The following was a college essay written by Nick Jones. It has been edited and approved by Mary Boneno. If you have a Theology essay that you would like published that received a grade of an A- or higher, please be sure to contact us.

The opinions expressed in this article do not necessarily reflect the opinions of Clarifying Catholicism, nor of everyone affiliated with Clarifying Catholicism. We welcome respectful responses in the comments below.

(What follows began as a term paper for HIS 305, the Renaissance, in the Fall of 2018 at the University of Rhode Island. This article is not intended as a judgement of Luther’s soul. Neither does it attack Lutheran theology or adherents thereto. There is plenty on this blog to refute those claims which might run contrary to the truth of Catholicism. This article intends rather to examine the objective exterior actions of Luther and see how they led to the fracturing of the Church he once vowed to serve for life.)

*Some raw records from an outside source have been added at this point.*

//! Well Log Insights - petrophysical interpretation of a single well log
//!
//! Derives porosity from bulk density, Archie water saturation from porosity
//! and deep resistivity, and flags Gas / Oil / Water zones.
//!
//! # Usage
//!
//! ```bash
//! # Interpret the built-in sample log
//! well-log-insights --sample
//!
//! # Interpret a CSV log and export the augmented table plus a JSON report
//! well-log-insights --input log.csv --output interpreted.csv --report report.json
//!
//! # Limestone matrix, tighter cementation
//! well-log-insights --input log.csv --rho-matrix 2.71 --m 2.2
//!
//! # Write a starter config with the built-in defaults
//! well-log-insights init-config well_log.toml
//! ```
//!
//! # Environment Variables
//!
//! - `WELL_LOG_CONFIG`: Path to a TOML config (default: ./well_log.toml)
//! - `RUST_LOG`: Logging level (default: info)

use std::path::PathBuf;

use anyhow::{bail, Context, Result};
use clap::Parser;
use tracing::info;

use well_log_insights::config::WellConfig;
use well_log_insights::pipeline::{run_pipeline, PipelineOptions};
use well_log_insights::types::WellLogDataset;
use well_log_insights::{ingest, report};

// ============================================================================
// CLI Arguments
// ============================================================================

#[derive(Parser, Debug)]
#[command(name = "well-log-insights")]
#[command(about = "Porosity, water saturation and hydrocarbon zones from well logs")]
#[command(version)]
struct CliArgs {
    /// CSV well log with a header row (Depth, RHOB, RILD, ...)
    #[arg(short, long, conflicts_with = "sample")]
    input: Option<PathBuf>,

    /// Use the built-in four-sample demonstration log
    #[arg(long)]
    sample: bool,

    /// TOML config path; must load. Without it WELL_LOG_CONFIG, then
    /// ./well_log.toml, then built-in defaults are tried
    #[arg(short, long)]
    config: Option<PathBuf>,

    /// Matrix density override (g/cm³)
    #[arg(long)]
    rho_matrix: Option<f64>,

    /// Fluid density override (g/cm³)
    #[arg(long)]
    rho_fluid: Option<f64>,

    /// Archie tortuosity factor override
    #[arg(long)]
    a: Option<f64>,

    /// Archie cementation exponent override
    #[arg(long)]
    m: Option<f64>,

    /// Archie saturation exponent override
    #[arg(long)]
    n: Option<f64>,

    /// Formation water resistivity override (ohm·m)
    #[arg(long)]
    rw: Option<f64>,

    /// Write the augmented dataset as CSV
    #[arg(short, long)]
    output: Option<PathBuf>,

    /// Write the interpretation report as JSON
    #[arg(long)]
    report: Option<PathBuf>,

    /// Fail if water saturation is undefined for any row
    #[arg(long)]
    strict: bool,

    #[command(subcommand)]
    command: Option<SubCommand>,
}

#[derive(clap::Subcommand, Debug)]
enum SubCommand {
    /// Write a config file populated with the built-in defaults
    InitConfig {
        /// Destination path
        #[arg(default_value = "well_log.toml")]
        path: PathBuf,
    },
}

impl CliArgs {
    /// Apply command-line parameter overrides on top of the loaded config.
    fn apply_overrides(&self, config: &mut WellConfig) {
        let overrides = [
            (self.rho_matrix, &mut config.density.rho_matrix),
            (self.rho_fluid, &mut config.density.rho_fluid),
            (self.a, &mut config.archie.a),
            (self.m, &mut config.archie.m),
            (self.n, &mut config.archie.n),
            (self.rw, &mut config.archie.rw),
        ];
        for (value, slot) in overrides {
            if let Some(v) = value {
                *slot = v;
            }
        }
    }
}

fn load_config(args: &CliArgs) -> Result<WellConfig> {
    let mut config = match &args.config {
        Some(path) => WellConfig::load_from_file(path)
            .with_context(|| format!("loading config {}", path.display()))?,
        None => WellConfig::load(),
    };
    args.apply_overrides(&mut config);
    if let Err(e) = config.validate() {
        bail!("{e}");
    }
    Ok(config)
}

fn load_dataset(args: &CliArgs) -> Result<WellLogDataset> {
    match (&args.input, args.sample) {
        (Some(path), _) => {
            ingest::load_csv(path).with_context(|| format!("loading {}", path.display()))
        }
        (None, true) => {
            info!("Using built-in sample log");
            Ok(ingest::sample_dataset()?)
        }
        (None, false) => bail!("no data: pass --input <CSV> or --sample"),
    }
}

/// Print the Depth / zone table the way analysts read it: shallow to deep.
fn print_zone_table(dataset: &WellLogDataset) {
    let (Some(zones), Some(porosity)) = (dataset.hydrocarbon_zones(), dataset.porosity()) else {
        return;
    };
    let saturation = dataset.water_saturation();
    let depth = dataset.depth();

    let mut order: Vec<usize> = (0..dataset.len()).collect();
    order.sort_by(|&a, &b| depth[a].total_cmp(&depth[b]));

    println!("{:>10}  {:>9}  {:>9}  {}", "Depth", "Porosity", "Sw", "Zone");
    for row in order {
        let sw = saturation
            .and_then(|s| s[row])
            .map_or_else(|| "undefined".to_string(), |v| format!("{v:.3}"));
        println!(
            "{:>10.1}  {:>9.3}  {:>9}  {}",
            depth[row], porosity[row], sw, zones[row]
        );
    }
}

// ============================================================================
// Main Entry Point
// ============================================================================

fn main() -> Result<()> {
    // Initialize logging
    tracing_subscriber::fmt()
        .with_env_filter(
            tracing_subscriber::EnvFilter::try_from_default_env()
                .unwrap_or_else(|_| tracing_subscriber::EnvFilter::new("info")),
        )
        .with_target(false)
        .init();

    let args = CliArgs::parse();

    if let Some(SubCommand::InitConfig { path }) = &args.command {
        if path.exists() {
            bail!("{} already exists - not overwriting", path.display());
        }
        let text = WellConfig::default().to_toml_string()?;
        std::fs::write(path, text).with_context(|| format!("writing {}", path.display()))?;
        info!(path = %path.display(), "Wrote default config");
        return Ok(());
    }

    let config = load_config(&args)?;
    let mut dataset = load_dataset(&args)?;

    let summary = run_pipeline(
        &mut dataset,
        &config,
        PipelineOptions {
            strict: args.strict,
        },
    )?;

    print_zone_table(&dataset);

    if let Some(path) = &args.output {
        report::save_csv(&dataset, path)?;
    }
    if let Some(path) = &args.report {
        let analysis = report::build_report(&dataset, &config, summary);
        report::save_json(&analysis, path)?;
    }

    Ok(())
}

            When studying figures of history, it is often the case that one examines the life of a historical figure solely in terms of what he or she did.  It is easy to forget the human side of a figure’s life and to focus excessively on his or her actions without regard to the emotions which govern and motivate all people. To be sure, there is great variance with regard to the degree in which emotions dominate each person’s life; however, this cannot and does not discount the fact that there has never been a human being not subject to his emotion. Some figures were documented as incredibly stoic, others are remembered as famously bombastic. In order to tease out truly all the implications of a historical phenomenon or a figure’s life, the motivating and oftentimes dominating emotional state of those involved must be known. 

            Oftentimes the aforementioned phenomenon can be applied to a much greater extent when the figure in question is a part of a group which is seen as particularly virtuous. It would tend to surprise people if, for example, a friar or religious guru were found to be very emotional. However, this is exactly the case of Martin Luther, the famed Father of the Protestant Reformation. Through critical study, it can be seen that Luther was a man of his emotions second only to his deep faith. His emotions frequently informed the steps he took to actualize the new faith he progenerated. An analysis of his life will show that the beginnings of Luther’s faith movement were rooted in his emotional responses to events which he deemed to be crises within the Catholic Church.  One could also argue that Luther’s eventual split with the Church could have been avoided entirely, had cooler heads prevailed on both sides of the conflict.  One thing is certain: Luther’s folly was to combine a sense of pettiness and polemic with his legitimate theological concerns, thereby making his vendetta personal for the Catholics who opposed him. 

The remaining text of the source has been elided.